И усталые глазки его были полны слез умиления.

В низких, грязных, заплеванных, вонючих камерах были битком набиты люди всякого звания и состояния, здоровые и больные самыми отвратительными болезнями, убийцы, разбойники и люди, взятые только по одному подозрению. Кормили их тем, что не стали бы есть и свиньи. По ночам их поедом ели бесчисленные клопы. И часто в этой ужасающей обстановке они оставались по несколько месяцев только за просроченный или потерянный паспорт или для очных ставок и гибли навсегда, оставляя тюрьму совершенно готовыми преступниками, а женщины и девушки, тоже часто попадавшие туда по пустякам, совершенно развращенными и ни в каком обществе уже нетерпимыми проститутками… Матерщина висела в воздухе с самого раннего утра и до поздней ночи, и смрад от всех этих грязных тел был таков, что кружилась голова, и слипалось дыхание в груди.

Если бы полковник – теперь он был просто стариком, не помнящим родства – был бродягой обыкновенным, его, вероятно, надолго забыли бы в этой клоаке. Но и его наружность, и манеры, и та доброта, которую он, по-видимому, без всякого усилия излучал в этот страшный мир отверженных, возбуждали всеобщее внимание, и заинтересовавшееся им начальство непременно хотело добиться, кто и откуда этот загадочный человек. Но он не говорил. Взбешенные захолустные сатрапы быстро назначили суд. Он продолжался всего несколько минут: старик решительно ничего о себе не открывал. И вот:

«По указу Его Императорского Величества неизвестного звания старик за беспаспортность и за упорство в своем молчании о себе приговаривается согласно статей таких-то и таких-то к – двадцати ударам плетей и к ссылке в Сибирь на поселение…»

В первый момент у него покатилось сердце и ослабели ноги. Но он потрогал для всех незримо спрятанные на груди его пожелтевшие и полуистлевшие листки, память о той страшной ночи, и, как всегда, укрепился… А дальше все спуталось, как в кошмаре: вооруженные солдаты с тупыми лицами, рябой, сквернословящий палач с животным выражением в глазах, и нестерпимая, до потери сознания, боль, в которой потонуло все.

С тихим стоном он очнулся у себя на полных клопами нарах, в смраде и грязном гвалте тюрьмы, все вспомнил и покосился на своего дружка, бродяжку. Тот, весь белый, прозрачный, тихо дремал, и на добром лице его было сладчайшее умиление. Дыхание с хрипом поднимало старую грудь.

– Что, дедушка, как? – нагнулся кто-то над полковником. – Полегче ли?
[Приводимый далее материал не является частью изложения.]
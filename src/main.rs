use badge_reader::adapters::console::{stop_on_ctrl_c, CliConsole};
use badge_reader::adapters::feedback::ConsoleFeedback;
use badge_reader::adapters::http::BadgeServerClient;
use badge_reader::adapters::serial::{list_reader_ports, SerialOpener};
use badge_reader::domain::model::OperatorAction;
use badge_reader::utils::error::ErrorSeverity;
use badge_reader::utils::logger::{self, LogFormat};
use badge_reader::{BadgeError, BadgeServer, CliConfig, JsonLocationStore, PollLoop, Session};
use clap::Parser;

#[tokio::main(flavor = "current_thread")]
async fn main() {
    let config = CliConfig::parse();

    let format = if config.json_logs {
        LogFormat::Json
    } else {
        LogFormat::Console
    };
    logger::init(format, config.verbose);
    tracing::info!("Starting badge-reader {}", env!("CARGO_PKG_VERSION"));

    if let Err(e) = run(config).await {
        tracing::error!(
            "❌ {} (Category: {:?}, Severity: {:?})",
            e,
            e.category(),
            e.severity()
        );
        tracing::error!("💡 Recovery suggestion: {}", e.recovery_suggestion());
        eprintln!("❌ {}", e.user_friendly_message());
        eprintln!("💡 {}", e.recovery_suggestion());

        let exit_code = match e.severity() {
            ErrorSeverity::Low | ErrorSeverity::Medium => 2,
            ErrorSeverity::High => 1,
            ErrorSeverity::Critical => 3,
        };
        std::process::exit(exit_code);
    }
}

async fn run(config: CliConfig) -> Result<(), BadgeError> {
    if config.list_ports {
        let ports = list_reader_ports()?;
        for port in &ports {
            println!("{}", port);
        }
        return Ok(());
    }

    let ports = list_reader_ports().unwrap_or_else(|e| {
        tracing::warn!("Cannot enumerate serial ports: {}", e);
        Vec::new()
    });

    let settings = config.resolve_settings()?;
    let client = BadgeServerClient::new(
        &settings.server.base_url,
        &settings.server.api_key,
        settings.request_timeout(),
    )?;

    if config.list_locations {
        let directory = client.try_fetch_locations().await?;
        for tag in directory.tags() {
            println!("{}\t{}", tag, directory.name(tag).unwrap_or_default());
        }
        return Ok(());
    }

    let store = JsonLocationStore::open(config.location_file(&settings))?;
    let session = Session::new(store)?;
    let poll_loop = PollLoop::new(client.clone(), Box::new(SerialOpener));
    let mut server = BadgeServer::new(session, poll_loop, ConsoleFeedback::default());

    server.configure(&client, &ports).await;
    if let Some(port) = &config.port {
        server.handle(OperatorAction::SelectPort(port.clone()))?;
    }
    if let Some(tag) = &config.location {
        server.handle(OperatorAction::SelectLocation(tag.clone()))?;
    }
    server.handle(OperatorAction::Start)?;

    let (mut console, tx) = CliConsole::channel();
    stop_on_ctrl_c(tx);
    server.run(&mut console).await
}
Он узнал одного из своих соседей по тюрьме. Это был статский советник Суховеев из желтенького дома с лягушками на воротах в Москве, на Чистых Прудах. За целый ряд злоупотреблений по опеке графа Дмитриева-Мамонова и по другим делам он шел этапом в Сибирь на поселение, оброс бородой и был весь пришиблен.

– Во-ды… – едва выговорил запекшимися губами полковник.

– Сейчас, сейчас… Вот лучше холодненького чайку выпей… Это хорошо…

Выпив несколько глотков холодного, горького чая, от которого пахло жестью, полковник опять закрыл глаза. Учитель его был прав: за болью, терзавшей все его старое тело, была радость. Была радость в стыде и унижении. Большая, светлая радость, такая, что слезы и у него на глаза выступили. И вспомнил он последнюю беседу свою с благодетелем своим, императором Александром, и таганрогскую трагедию, смысл которой был открыт только ему одному… И стало ему горько жаль царя-мученика: почему не дала ему судьба уйти и испить этой радости из чаши страданий и унижений?.. Палачи его поступили с ним, как хуже нельзя и поступить с человеком, а он вот не только не сердится на них, не только прощает им, но покрывает их, несчастных, с любовью святым покровом жалости…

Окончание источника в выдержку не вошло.